OSU study shows exposure to bad air raises blood pressure
The air people breathe while walking in the park, working in the garden or shopping downtown may be unhealthy enough to seriously spike their blood pressure, a new study suggests.
Cardiovascular researchers at The Ohio State University Medical Center are the first to report a direct link between air pollution and its impact on high blood pressure, or hypertension. If the results from these animal studies hold up, this could be important for human health.
“We now have even more compelling evidence of the strong relationship between air pollution and cardiovascular disease,” said Sanjay Rajagopalan, section director of vascular medicine at Ohio State’s Medical Center and co-author of the study. This builds upon previous research from Rajagopalan’s team published in the journals JAMA, Circulation and Inhalation Toxology.

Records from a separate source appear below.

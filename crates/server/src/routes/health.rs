// crates/server/src/routes/health.rs
//! Liveness plus a quick look at the progress store.

use std::sync::Arc;

use axum::{extract::State, routing::get, Json, Router};
use serde::Serialize;

use crate::state::AppState;

#[derive(Debug, Serialize)]
#[cfg_attr(test, derive(serde::Deserialize))]
pub struct HealthResponse {
    /// `ok`, or `degraded` when the database cannot be read.
    pub status: String,
    pub app_name: String,
    pub version: String,
    pub uptime_secs: u64,
    /// Logged sessions, absent when the database is unreadable.
    pub progress_entries: Option<i64>,
    pub backups: usize,
}

/// GET /api/health
///
/// Always 200 so the UI can render the failure itself.
pub async fn health_check(State(state): State<Arc<AppState>>) -> Json<HealthResponse> {
    let progress_entries = match state.db.database_info().await {
        Ok(info) => Some(info.sessions_count),
        Err(e) => {
            tracing::warn!(error = %e, "Health check could not read the database");
            None
        }
    };

    Json(HealthResponse {
        status: if progress_entries.is_some() { "ok" } else { "degraded" }.to_string(),
        app_name: peekaboo_core::APP_NAME.to_string(),
        version: env!("CARGO_PKG_VERSION").to_string(),
        uptime_secs: state.uptime_secs(),
        progress_entries,
        backups: state.db.backups().scan().len(),
    })
}

pub fn router() -> Router<Arc<AppState>> {
    Router::new().route("/health", get(health_check))
}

Researchers exposed rats to levels of airborne pollutants that humans breathe everyday, noting the levels were still considerably below levels found in developing countries such as China and India, and in some parts of the U.S.
Researchers found that short-term exposure to air pollution, over a 10-week period, elevates blood pressure in those already predisposed to the condition. The results appear online and are scheduled for publication in an upcoming issue of Arteriosclerosis, Thrombosis, and Vascular Biology, a journal published by the American Heart Association.
“Recent observational studies in humans suggest that within hours to days following exposure, blood pressure increases,” Rajagopalan says.
In a highly-controlled experiment, hypertensive rats were placed in chambers and exposed to either particulate matter or filtered air for six hours a day, five days a week, over a period of 10 weeks. At week nine, researchers infused angiotensin II, another pollutant, into mini-pumps within the chambers and monitored responses in blood pressure over one week.
The air pollution level inside the chamber containing particulate matter was comparable to levels a commuter may be exposed to in urban areas with heavy traffic such as downtown Manhattan. “Pre-exposure to air pollution markedly increased blood pressure responses following infusion of angiotensin II,” added Rajagopalan.
According to the U.S. Environmental Protection Agency (EPA), the four most common pollutants emitted into the air are particulate matter, ozone, nitrogen dioxide and sulfur dioxide. Air pollution is commonly the result of industrial emissions, coal burning, power plants and automobile exhaust.
“This study provides guidance for the EPA to change pre-existing stringent standards in the effort to reduce air pollution,” says Rajagopalan. “Our study also confirmed a need for a broader based approach, from the entire world, to influence policy development.”
Qinghua Sun, first author of the study, will analyze vascular function in humans before and after the upcoming summer Olympics in Beijing, China. With stringent laws to ensure good quality during the games, it is anticipated that the air quality will improve significantly in and around Beijing. “We expect to find a tangible impact on vascular function and blood pressure because ultimately the only thing that will have changed is levels of air pollution,” says Sun.
Researchers at the University of Michigan, the U.S. Environmental Protection Agency, the Institute of Statistical Science and the New York University School of Medicine participated in the study.
Along with Rajagopalan and Sun, other Ohio State researchers involved in the study were Peibin Yue, Zhekang Ying and Arturo J. Cardounel. Funding from the National Institutes of Health supported this research.
According to the World Health Organization (WHO), more than three million premature deaths each year can be attributed to air pollution, with more than half of the population residing in developing low- and middle-income countries where air pollution levels are at their highest. For example, severe air pollution in Beijing, China, where the average concentration is well above five times that of levels typically found in the U.S., is the result of rapid industrial development, urbanization and increased traffic into the capital. WHO relies on scientific evidence and considers its implications when determining air quality guidelines.